=== RECORDS ===
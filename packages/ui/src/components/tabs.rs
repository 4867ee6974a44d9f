//! Tabs, backed by `dioxus_primitives::tabs`. The caller owns the selected
//! value.

use dioxus::prelude::*;
use dioxus_primitives::tabs;

#[component]
pub fn Tabs(value: String, on_value_change: EventHandler<String>, children: Element) -> Element {
    rsx! {
        tabs::Tabs {
            class: "tabs",
            default_value: value.clone(),
            value: Some(value),
            on_value_change: move |next: String| on_value_change.call(next),
            horizontal: true,
            {children}
        }
    }
}

#[component]
pub fn TabList(children: Element) -> Element {
    rsx! {
        tabs::TabList {
            class: "tabs-list",
            {children}
        }
    }
}

#[component]
pub fn TabTrigger(value: String, index: usize, children: Element) -> Element {
    rsx! {
        tabs::TabTrigger {
            class: "tabs-trigger",
            value: value,
            index: index,
            {children}
        }
    }
}

#[component]
pub fn TabContent(value: String, index: usize, children: Element) -> Element {
    rsx! {
        tabs::TabContent {
            class: "tabs-content",
            value: value,
            index: index,
            {children}
        }
    }
}
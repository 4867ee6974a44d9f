//! # Card data model
//!
//! Defines the record behind a social card and the small enums the page uses
//! to decide what to show. These types are `Serialize + Deserialize` so they
//! can cross the server/client boundary through Dioxus server functions once a
//! persistence layer exists.
//!
//! ## Types
//!
//! | Type | Represents |
//! |------|-----------|
//! | [`CardRecord`] | The seven free-text fields of a card. Every field may be empty. |
//! | [`CardField`] | One field of a [`CardRecord`], in form order, with its label, input type and placeholder. |
//! | [`ViewMode`] | Which panel (`edit` or `preview`) is shown in the tabbed layout. |
//! | [`ContactLink`] | A non-empty contact field rendered as a link in the preview. |

use std::fmt;
use std::str::FromStr;

use serde::{Deserialize, Serialize};

/// Name shown in the preview while the name field is empty.
pub const PLACEHOLDER_NAME: &str = "Your Name";

/// Profile data shown on a social card.
#[derive(Clone, Debug, Default, PartialEq, Eq, Serialize, Deserialize)]
#[serde(rename_all = "camelCase")]
pub struct CardRecord {
    pub name: String,
    pub phone: String,
    pub email: String,
    pub linkedin: String,
    pub github: String,
    pub portfolio: String,
    /// Serialized as `photoUrl`.
    pub photo_url: String,
}

impl CardRecord {
    /// True when every field is empty or whitespace.
    pub fn is_blank(&self) -> bool {
        CardField::ALL.iter().all(|f| f.get(self).trim().is_empty())
    }

    /// Copy of this record with one field replaced.
    pub fn with_field(&self, field: CardField, value: impl Into<String>) -> Self {
        let mut next = self.clone();
        field.set(&mut next, value);
        next
    }

    /// The name, or [`PLACEHOLDER_NAME`] while it is blank.
    pub fn display_name(&self) -> &str {
        let name = self.name.trim();
        if name.is_empty() {
            PLACEHOLDER_NAME
        } else {
            name
        }
    }

    /// Up to two uppercase initials taken from the first and last words of
    /// the name. `"?"` when the name is blank.
    pub fn initials(&self) -> String {
        let mut words = self.name.split_whitespace();
        let Some(first) = words.next() else {
            return "?".to_string();
        };
        let mut out: String = first.chars().take(1).flat_map(char::to_uppercase).collect();
        if let Some(last) = words.last() {
            out.extend(last.chars().take(1).flat_map(char::to_uppercase));
        }
        out
    }

    /// The non-empty contact fields in display order.
    pub fn contact_links(&self) -> Vec<ContactLink> {
        [
            (ContactKind::Phone, &self.phone),
            (ContactKind::Email, &self.email),
            (ContactKind::Linkedin, &self.linkedin),
            (ContactKind::Github, &self.github),
            (ContactKind::Portfolio, &self.portfolio),
        ]
        .into_iter()
        .filter_map(|(kind, value)| {
            let value = value.trim();
            (!value.is_empty()).then(|| ContactLink {
                kind,
                label: value.to_string(),
                href: kind.href(value),
            })
        })
        .collect()
    }
}

/// One field of a [`CardRecord`].
#[derive(Clone, Copy, Debug, PartialEq, Eq, Hash)]
pub enum CardField {
    Name,
    Phone,
    Email,
    Linkedin,
    Github,
    Portfolio,
    PhotoUrl,
}

impl CardField {
    /// Every field, in the order the form shows them.
    pub const ALL: [CardField; 7] = [
        CardField::Name,
        CardField::Phone,
        CardField::Email,
        CardField::Linkedin,
        CardField::Github,
        CardField::Portfolio,
        CardField::PhotoUrl,
    ];

    /// Stable identifier, used for element ids.
    pub fn key(self) -> &'static str {
        match self {
            CardField::Name => "name",
            CardField::Phone => "phone",
            CardField::Email => "email",
            CardField::Linkedin => "linkedin",
            CardField::Github => "github",
            CardField::Portfolio => "portfolio",
            CardField::PhotoUrl => "photoUrl",
        }
    }

    pub fn label(self) -> &'static str {
        match self {
            CardField::Name => "Full Name",
            CardField::Phone => "Phone Number",
            CardField::Email => "Email",
            CardField::Linkedin => "LinkedIn",
            CardField::Github => "GitHub",
            CardField::Portfolio => "Portfolio Website",
            CardField::PhotoUrl => "Photo URL",
        }
    }

    /// HTML input type.
    pub fn input_type(self) -> &'static str {
        match self {
            CardField::Phone => "tel",
            CardField::Email => "email",
            CardField::Linkedin | CardField::Github | CardField::Portfolio | CardField::PhotoUrl => {
                "url"
            }
            CardField::Name => "text",
        }
    }

    pub fn placeholder(self) -> &'static str {
        match self {
            CardField::Name => "Ada Lovelace",
            CardField::Phone => "+1 (555) 123-4567",
            CardField::Email => "you@example.com",
            CardField::Linkedin => "linkedin.com/in/username",
            CardField::Github => "github.com/username",
            CardField::Portfolio => "yourwebsite.com",
            CardField::PhotoUrl => "https://example.com/photo.jpg",
        }
    }

    pub fn get(self, record: &CardRecord) -> &str {
        match self {
            CardField::Name => &record.name,
            CardField::Phone => &record.phone,
            CardField::Email => &record.email,
            CardField::Linkedin => &record.linkedin,
            CardField::Github => &record.github,
            CardField::Portfolio => &record.portfolio,
            CardField::PhotoUrl => &record.photo_url,
        }
    }

    pub fn set(self, record: &mut CardRecord, value: impl Into<String>) {
        let slot = match self {
            CardField::Name => &mut record.name,
            CardField::Phone => &mut record.phone,
            CardField::Email => &mut record.email,
            CardField::Linkedin => &mut record.linkedin,
            CardField::Github => &mut record.github,
            CardField::Portfolio => &mut record.portfolio,
            CardField::PhotoUrl => &mut record.photo_url,
        };
        *slot = value.into();
    }
}

/// Which panel the tabbed layout shows.
#[derive(Clone, Copy, Debug, Default, PartialEq, Eq, Hash, Serialize, Deserialize)]
#[serde(rename_all = "lowercase")]
pub enum ViewMode {
    #[default]
    Edit,
    Preview,
}

impl ViewMode {
    pub const ALL: [ViewMode; 2] = [ViewMode::Edit, ViewMode::Preview];

    pub fn as_str(self) -> &'static str {
        match self {
            ViewMode::Edit => "edit",
            ViewMode::Preview => "preview",
        }
    }

    /// Tab caption.
    pub fn label(self) -> &'static str {
        match self {
            ViewMode::Edit => "Edit",
            ViewMode::Preview => "Preview",
        }
    }

    pub fn toggle(self) -> Self {
        match self {
            ViewMode::Edit => ViewMode::Preview,
            ViewMode::Preview => ViewMode::Edit,
        }
    }
}

impl fmt::Display for ViewMode {
    fn fmt(&self, f: &mut fmt::Formatter<'_>) -> fmt::Result {
        f.write_str(self.as_str())
    }
}

/// Error returned when a string is neither `"edit"` nor `"preview"`.
#[derive(Clone, Debug, PartialEq, Eq)]
pub struct UnknownViewMode(pub String);

impl fmt::Display for UnknownViewMode {
    fn fmt(&self, f: &mut fmt::Formatter<'_>) -> fmt::Result {
        write!(f, "unknown view mode: {}", self.0)
    }
}

impl std::error::Error for UnknownViewMode {}

impl FromStr for ViewMode {
    type Err = UnknownViewMode;

    fn from_str(s: &str) -> Result<Self, Self::Err> {
        match s {
            "edit" => Ok(ViewMode::Edit),
            "preview" => Ok(ViewMode::Preview),
            other => Err(UnknownViewMode(other.to_string())),
        }
    }
}

/// Kind of contact link, which decides its icon and URL scheme.
#[derive(Clone, Copy, Debug, PartialEq, Eq, Hash)]
pub enum ContactKind {
    Phone,
    Email,
    Linkedin,
    Github,
    Portfolio,
}

impl ContactKind {
    fn href(self, value: &str) -> String {
        match self {
            ContactKind::Phone => {
                let dialable: String = value
                    .chars()
                    .filter(|c| c.is_ascii_digit() || *c == '+')
                    .collect();
                format!("tel:{dialable}")
            }
            ContactKind::Email => format!("mailto:{value}"),
            ContactKind::Linkedin | ContactKind::Github | ContactKind::Portfolio => {
                web_url(value)
            }
        }
    }
}

/// A contact field as shown in the preview.
#[derive(Clone, Debug, PartialEq, Eq)]
pub struct ContactLink {
    pub kind: ContactKind,
    pub label: String,
    pub href: String,
}

/// Prefix `https://` when the value carries no scheme.
fn web_url(value: &str) -> String {
    if value.starts_with("http://") || value.starts_with("https://") {
        value.to_string()
    } else {
        format!("https://{value}")
    }
}

#[cfg(test)]
mod tests {
    use super::*;

    #[test]
    fn test_default_record_is_blank() {
        let record = CardRecord::default();
        assert!(record.is_blank());
        for field in CardField::ALL {
            assert_eq!(field.get(&record), "");
        }
    }

    #[test]
    fn test_whitespace_only_record_is_blank() {
        let record = CardRecord {
            name: "  ".to_string(),
            photo_url: " \t".to_string(),
            ..Default::default()
        };
        assert!(record.is_blank());
        assert!(!record.with_field(CardField::Phone, " 555 ").is_blank());
    }

    #[test]
    fn test_with_field_replaces_one_field() {
        let record = CardRecord {
            name: "Ada".to_string(),
            ..Default::default()
        };
        let next = record.with_field(CardField::Github, "github.com/ada");
        assert_eq!(next.name, "Ada");
        assert_eq!(next.github, "github.com/ada");
        // The source record is untouched
        assert_eq!(record.github, "");
    }

    #[test]
    fn test_field_get_set_cover_every_field() {
        let mut record = CardRecord::default();
        for field in CardField::ALL {
            field.set(&mut record, field.key());
        }
        assert_eq!(record.name, "name");
        assert_eq!(record.photo_url, "photoUrl");
        for field in CardField::ALL {
            assert_eq!(field.get(&record), field.key());
        }
        assert!(!record.is_blank());
    }

    #[test]
    fn test_serializes_photo_url_in_camel_case() {
        let record = CardRecord {
            photo_url: "https://example.com/me.png".to_string(),
            ..Default::default()
        };
        let json = serde_json::to_value(&record).unwrap();
        assert_eq!(json["photoUrl"], "https://example.com/me.png");
        assert!(json.get("photo_url").is_none());
    }

    #[test]
    fn test_display_name_and_initials() {
        let mut record = CardRecord::default();
        assert_eq!(record.display_name(), PLACEHOLDER_NAME);
        assert_eq!(record.initials(), "?");

        record.name = "ada".to_string();
        assert_eq!(record.display_name(), "ada");
        assert_eq!(record.initials(), "A");

        record.name = "  Ada King Lovelace ".to_string();
        assert_eq!(record.display_name(), "Ada King Lovelace");
        assert_eq!(record.initials(), "AL");
    }

    #[test]
    fn test_contact_links_skip_empty_fields() {
        let record = CardRecord {
            phone: "+1 (555) 123-4567".to_string(),
            email: "a@b.com".to_string(),
            github: "github.com/ada".to_string(),
            portfolio: "https://ada.dev".to_string(),
            ..Default::default()
        };
        let links = record.contact_links();
        let kinds: Vec<ContactKind> = links.iter().map(|l| l.kind).collect();
        assert_eq!(
            kinds,
            vec![
                ContactKind::Phone,
                ContactKind::Email,
                ContactKind::Github,
                ContactKind::Portfolio
            ]
        );
        assert_eq!(links[0].href, "tel:+15551234567");
        assert_eq!(links[1].href, "mailto:a@b.com");
        assert_eq!(links[2].href, "https://github.com/ada");
        assert_eq!(links[3].href, "https://ada.dev");
        assert_eq!(links[0].label, "+1 (555) 123-4567");
    }

    #[test]
    fn test_view_mode_strings() {
        assert_eq!(ViewMode::default(), ViewMode::Edit);
        for mode in ViewMode::ALL {
            assert_eq!(mode.to_string().parse::<ViewMode>(), Ok(mode));
        }
        assert_eq!(
            "grid".parse::<ViewMode>(),
            Err(UnknownViewMode("grid".to_string()))
        );
        assert_eq!(ViewMode::Edit.toggle(), ViewMode::Preview);
        assert_eq!(ViewMode::Preview.toggle(), ViewMode::Edit);
    }
}
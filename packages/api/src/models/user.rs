//! # Signed-in user
//!
//! [`UserInfo`] is the identity the create page reads to pre-fill a card. It
//! is `Serialize + Deserialize + PartialEq` so it can cross the server/client
//! boundary via Dioxus server functions and be stored in the session by the
//! login system that signs users in.
//!
//! The helper [`UserInfo::display_name`] returns the user's name or falls back
//! to their email address.

use serde::{Deserialize, Serialize};

/// User information safe to send to the client.
#[derive(Debug, Clone, Serialize, Deserialize, PartialEq)]
pub struct UserInfo {
    pub id: String,
    pub email: String,
    pub name: Option<String>,
    pub avatar_url: Option<String>,
    pub provider: String,
}

impl UserInfo {
    /// Get display name, falling back to email if name is not set.
    pub fn display_name(&self) -> &str {
        self.name
            .as_deref()
            .filter(|n| !n.is_empty())
            .unwrap_or(&self.email)
    }
}

#[cfg(test)]
mod tests {
    use super::*;

    fn user(name: Option<&str>) -> UserInfo {
        UserInfo {
            id: "1".to_string(),
            email: "a@b.com".to_string(),
            name: name.map(str::to_string),
            avatar_url: None,
            provider: "github".to_string(),
        }
    }

    #[test]
    fn test_display_name_prefers_name() {
        assert_eq!(user(Some("Ada")).display_name(), "Ada");
    }

    #[test]
    fn test_display_name_falls_back_to_email() {
        assert_eq!(user(None).display_name(), "a@b.com");
        assert_eq!(user(Some("")).display_name(), "a@b.com");
    }
}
===
For the word "kinds", return every line of the records that holds it.

        let kinds: Vec<ContactKind> = links.iter().map(|l| l.kind).collect();
            kinds,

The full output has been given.